There will always be people in the workplace with a bad, bad attitude. Let’s call them Angry Birds! Now that we’ve named them, what do we do about them?
Many people I know want change careers solely because they want to flee an Angry Bird. Heck, I’ve done it myself. What a shame. To feel you must uproot your career journey just because of a toxic person. It’s unthinkable and unfair.
Still, it’s understandable. There are those individuals who just can’t seem to be nice and this makes it rather difficult to Be Career Happy, especially, if this “angry bird” is your supervisor.
I’ve addressed this topic quite a bit in coaching, especially in developing proactive conflict resolution success habits. I’ve also posted a few other blogs on this topic and helpful articles on social media; but truth be told, the answer lies within us.
We can never change another person.
We can only change the way we react to that person.
One of the best ways to combat an “angry bird” is to briefly delve deep into their psyche and try and figure out the root of their disdain. Once you hazard a guess, odds are, the “angry bird” will seem less vicious and more pitiful.
Think about it. When we’re angry, frustrated or yes, fearful, we can sometime lash out. For most of us this is temporary and often quickly rectified with an apology. But if there is a deeply ingrained fear, this “angry bird” behavior maybe more long-lasting and quickly appear whenever triggered.

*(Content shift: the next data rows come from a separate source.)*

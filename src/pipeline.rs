use serde_derive::{Deserialize, Serialize};
use tracing::info;

use crate::detector::ObjectDetector;
use crate::error::Error;
use crate::export::{export_timeline, Timeline};
use crate::frame::Frame;
use crate::render::{Painter, Redactor};
use crate::store::TrackStore;
use crate::tracker::{FirstFitIou, Tracker, TrackerConfig};
use crate::{Detection, MatchPolicy};

/// Fixed parameters of the input stream, validated once at startup.
#[derive(Serialize, Deserialize, Debug, Clone, Copy)]
pub struct StreamConfig {
    pub width: u32,
    pub height: u32,
    pub fps: f64,
}

impl StreamConfig {
    pub fn validate(&self) -> Result<(), Error> {
        if self.width == 0 || self.height == 0 {
            return Err(Error::InvalidConfig(format!(
                "frame dimensions must be positive, got {}x{}",
                self.width, self.height
            )));
        }

        if !(self.fps > 0.0) {
            return Err(Error::InvalidConfig(format!(
                "fps must be positive, got {}",
                self.fps
            )));
        }

        Ok(())
    }
}

/// Frame source/sink collaborator: yields decoded frames in arrival
/// order as a pair of output canvases (annotated, blurred), and encodes
/// both once rendered.
pub trait FrameStream {
    type Canvas: Painter;

    /// Next frame, or `None` at end of stream.
    fn next_frame(&mut self) -> Result<Option<(Self::Canvas, Self::Canvas)>, Error>;

    /// The untouched pixels of a canvas, for the detector. Only valid
    /// before anything was painted on it.
    fn image<'a>(&self, canvas: &'a Self::Canvas) -> crate::detector::Image<'a>;

    /// Encode both rendered frames of one input frame.
    fn write(&mut self, annotated: Self::Canvas, blurred: Self::Canvas) -> Result<(), Error>;
}

/// One processing session: owns the track store for its lifetime and
/// drives association, rendering, and the final export. Strictly
/// sequential; frame `n + 1` is never seen before frame `n` is fully
/// associated and rendered.
pub struct Session<P: MatchPolicy = FirstFitIou> {
    stream: StreamConfig,
    tracker: Tracker<P>,
    redactor: Redactor,
    store: TrackStore,
    taxonomy: Vec<String>,
    next_frame_index: u64,
}

impl Session<FirstFitIou> {
    pub fn new(
        stream: StreamConfig,
        config: TrackerConfig,
        taxonomy: Vec<String>,
    ) -> Result<Self, Error> {
        Self::with_policy(stream, Tracker::new(config), taxonomy)
    }
}

impl<P: MatchPolicy> Session<P> {
    pub fn with_policy(
        stream: StreamConfig,
        tracker: Tracker<P>,
        taxonomy: Vec<String>,
    ) -> Result<Self, Error> {
        stream.validate()?;

        let max_absent = tracker.config().max_absent;

        info!(
            width = stream.width,
            height = stream.height,
            fps = stream.fps,
            "session started"
        );

        Ok(Self {
            stream,
            tracker,
            redactor: Redactor::new((stream.width, stream.height), max_absent),
            store: TrackStore::new(),
            taxonomy,
            next_frame_index: 0,
        })
    }

    #[inline]
    pub fn store(&self) -> &TrackStore {
        &self.store
    }

    /// Associate one frame's detections and render both outputs.
    pub fn process_frame(
        &mut self,
        detections: Vec<Detection>,
        annotated: &mut dyn Painter,
        blurred: &mut dyn Painter,
    ) -> Result<(), Error> {
        let frame = Frame {
            index: self.next_frame_index,
            dims: (self.stream.width, self.stream.height),
            detections,
        };
        self.next_frame_index += 1;

        let report = self.tracker.observe(&mut self.store, &frame)?;
        self.redactor
            .render_frame(&self.store, report.detections_present, annotated, blurred)?;

        Ok(())
    }

    /// Drive the full loop against the external collaborators and
    /// export the timeline at end of stream.
    pub fn run<D, V>(mut self, detector: &mut D, video: &mut V) -> Result<Timeline, Error>
    where
        D: ObjectDetector,
        V: FrameStream,
    {
        while let Some((mut annotated, mut blurred)) = video.next_frame()? {
            let detections = detector.detect(&video.image(&annotated))?;

            self.process_frame(detections, &mut annotated, &mut blurred)?;
            video.write(annotated, blurred)?;
        }

        self.finish()
    }

    /// Export whatever tracks exist; valid for truncated streams too.
    pub fn finish(self) -> Result<Timeline, Error> {
        export_timeline(&self.store, &self.taxonomy, self.stream.fps)
    }
}

#[cfg(test)]
mod tests {
    use super::*;

    #[test]
    fn zero_dimensions_are_rejected_at_startup() {
        let bad = StreamConfig {
            width: 0,
            height: 480,
            fps: 30.0,
        };
        assert!(matches!(bad.validate(), Err(Error::InvalidConfig(_))));

        let bad = StreamConfig {
            width: 640,
            height: 480,
            fps: 0.0,
        };
        assert!(matches!(bad.validate(), Err(Error::InvalidConfig(_))));

        let bad = StreamConfig {
            width: 640,
            height: 480,
            fps: -25.0,
        };
        assert!(matches!(bad.validate(), Err(Error::InvalidConfig(_))));

        let good = StreamConfig {
            width: 640,
            height: 480,
            fps: 29.97,
        };
        assert!(good.validate().is_ok());
    }
}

We all have our fears. Just remember, “angry birds” are frightened, perhaps of their own fear of failure, watching your career star swiftly rise or it may be something you may never be able to identify. And while unfair, the fear will often resonate in difficult behavior.
But you can change. You can flip your perspective from disgust to empathy. If you adjust your reaction to one of empathy, understanding, grace, gentle avoidance and positive support, their bitterness will slowly wane. Try it. You’ll soon see results from your perspective-shifting diffusion strategy.
And if you can learn to develop and hone this habit, it handy for a lifetime. Spoiler alert: there will always be an “angry bird” no matter where you go.